ABOUT THIS EXERCISE:
Where the line with "(true, false) =>" appears below, start writing out lines exactly, and finish with the line with "let mut status = SafetyStatus::Ok;", which is included; write out nothing else.

Start of ENTRIES SUPPLIED

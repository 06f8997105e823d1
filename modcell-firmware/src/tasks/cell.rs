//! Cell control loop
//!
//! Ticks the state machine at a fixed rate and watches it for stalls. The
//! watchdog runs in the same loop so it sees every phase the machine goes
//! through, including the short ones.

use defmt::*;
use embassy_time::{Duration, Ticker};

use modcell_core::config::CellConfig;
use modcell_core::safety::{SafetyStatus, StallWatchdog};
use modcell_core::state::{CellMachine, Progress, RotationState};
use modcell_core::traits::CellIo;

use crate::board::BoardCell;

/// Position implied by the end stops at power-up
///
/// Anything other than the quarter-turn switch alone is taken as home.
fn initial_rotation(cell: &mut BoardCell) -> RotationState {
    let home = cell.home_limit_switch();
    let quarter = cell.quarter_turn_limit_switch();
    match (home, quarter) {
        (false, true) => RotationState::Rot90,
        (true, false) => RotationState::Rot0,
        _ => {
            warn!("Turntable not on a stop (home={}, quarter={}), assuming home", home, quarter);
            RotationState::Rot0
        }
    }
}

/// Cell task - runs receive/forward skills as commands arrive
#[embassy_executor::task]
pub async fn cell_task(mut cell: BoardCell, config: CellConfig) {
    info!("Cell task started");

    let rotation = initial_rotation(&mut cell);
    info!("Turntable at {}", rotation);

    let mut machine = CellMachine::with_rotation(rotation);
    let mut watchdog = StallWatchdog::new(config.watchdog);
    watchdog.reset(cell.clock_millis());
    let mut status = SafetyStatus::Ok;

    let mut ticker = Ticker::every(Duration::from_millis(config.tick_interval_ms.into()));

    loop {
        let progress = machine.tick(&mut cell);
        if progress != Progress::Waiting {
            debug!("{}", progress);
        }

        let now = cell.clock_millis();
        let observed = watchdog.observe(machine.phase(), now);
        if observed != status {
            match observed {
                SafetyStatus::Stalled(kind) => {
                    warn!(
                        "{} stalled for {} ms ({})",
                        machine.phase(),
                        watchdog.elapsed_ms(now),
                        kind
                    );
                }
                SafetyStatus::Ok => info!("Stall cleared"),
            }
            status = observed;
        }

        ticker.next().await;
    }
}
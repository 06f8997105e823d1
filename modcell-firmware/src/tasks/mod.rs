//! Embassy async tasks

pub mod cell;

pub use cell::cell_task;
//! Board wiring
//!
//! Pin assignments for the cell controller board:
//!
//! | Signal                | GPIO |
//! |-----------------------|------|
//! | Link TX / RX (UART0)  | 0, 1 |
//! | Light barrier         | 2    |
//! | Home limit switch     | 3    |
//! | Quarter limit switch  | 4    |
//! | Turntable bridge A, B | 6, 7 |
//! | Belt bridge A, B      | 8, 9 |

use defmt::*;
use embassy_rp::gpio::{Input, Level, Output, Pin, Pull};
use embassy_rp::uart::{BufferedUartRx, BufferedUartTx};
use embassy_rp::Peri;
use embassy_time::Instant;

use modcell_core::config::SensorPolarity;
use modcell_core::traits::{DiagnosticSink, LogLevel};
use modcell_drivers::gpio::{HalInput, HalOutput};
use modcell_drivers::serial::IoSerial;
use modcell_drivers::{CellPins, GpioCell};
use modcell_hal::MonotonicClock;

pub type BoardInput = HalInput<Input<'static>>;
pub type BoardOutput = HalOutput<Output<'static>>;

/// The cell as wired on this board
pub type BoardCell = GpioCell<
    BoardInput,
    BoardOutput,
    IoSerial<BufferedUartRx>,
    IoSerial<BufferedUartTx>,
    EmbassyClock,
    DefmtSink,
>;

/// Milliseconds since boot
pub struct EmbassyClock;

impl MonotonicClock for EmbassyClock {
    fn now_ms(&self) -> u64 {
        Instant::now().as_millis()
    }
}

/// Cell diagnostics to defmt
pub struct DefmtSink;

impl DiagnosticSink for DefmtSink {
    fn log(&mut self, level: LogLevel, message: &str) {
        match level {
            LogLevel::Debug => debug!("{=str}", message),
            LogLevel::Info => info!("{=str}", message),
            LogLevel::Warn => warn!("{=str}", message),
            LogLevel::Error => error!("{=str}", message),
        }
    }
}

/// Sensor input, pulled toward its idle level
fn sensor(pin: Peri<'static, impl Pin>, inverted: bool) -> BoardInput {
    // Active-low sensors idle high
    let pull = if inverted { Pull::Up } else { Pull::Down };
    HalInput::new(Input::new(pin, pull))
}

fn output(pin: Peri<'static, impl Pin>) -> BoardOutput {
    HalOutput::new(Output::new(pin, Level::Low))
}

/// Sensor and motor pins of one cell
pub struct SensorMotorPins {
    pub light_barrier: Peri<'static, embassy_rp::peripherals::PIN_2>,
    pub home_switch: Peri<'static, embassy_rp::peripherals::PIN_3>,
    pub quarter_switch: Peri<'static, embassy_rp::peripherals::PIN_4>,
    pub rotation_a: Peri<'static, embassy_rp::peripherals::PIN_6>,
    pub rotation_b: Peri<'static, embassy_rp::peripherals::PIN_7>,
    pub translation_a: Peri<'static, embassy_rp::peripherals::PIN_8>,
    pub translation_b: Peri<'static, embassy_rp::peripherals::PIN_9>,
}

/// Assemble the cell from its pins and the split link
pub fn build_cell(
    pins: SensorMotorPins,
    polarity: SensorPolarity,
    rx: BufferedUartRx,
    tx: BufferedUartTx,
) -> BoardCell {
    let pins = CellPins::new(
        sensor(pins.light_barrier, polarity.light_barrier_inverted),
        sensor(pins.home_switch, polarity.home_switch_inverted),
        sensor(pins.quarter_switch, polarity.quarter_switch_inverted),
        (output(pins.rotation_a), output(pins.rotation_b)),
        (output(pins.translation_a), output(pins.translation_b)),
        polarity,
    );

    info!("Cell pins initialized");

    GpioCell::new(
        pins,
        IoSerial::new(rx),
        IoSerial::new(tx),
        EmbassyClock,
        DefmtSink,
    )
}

End of ENTRIES SUPPLIED

THE ANSWER:
        (true, false) => RotationState::Rot0,
        _ => {
            warn!("Turntable not on a stop (home={}, quarter={}), assuming home", home, quarter);
            RotationState::Rot0
        }
    }
}

/// Cell task - runs receive/forward skills as commands arrive
#[embassy_executor::task]
pub async fn cell_task(mut cell: BoardCell, config: CellConfig) {
    info!("Cell task started");

    let rotation = initial_rotation(&mut cell);
    info!("Turntable at {}", rotation);

    let mut machine = CellMachine::with_rotation(rotation);
    let mut watchdog = StallWatchdog::new(config.watchdog);
    watchdog.reset(cell.clock_millis());
    let mut status = SafetyStatus::Ok;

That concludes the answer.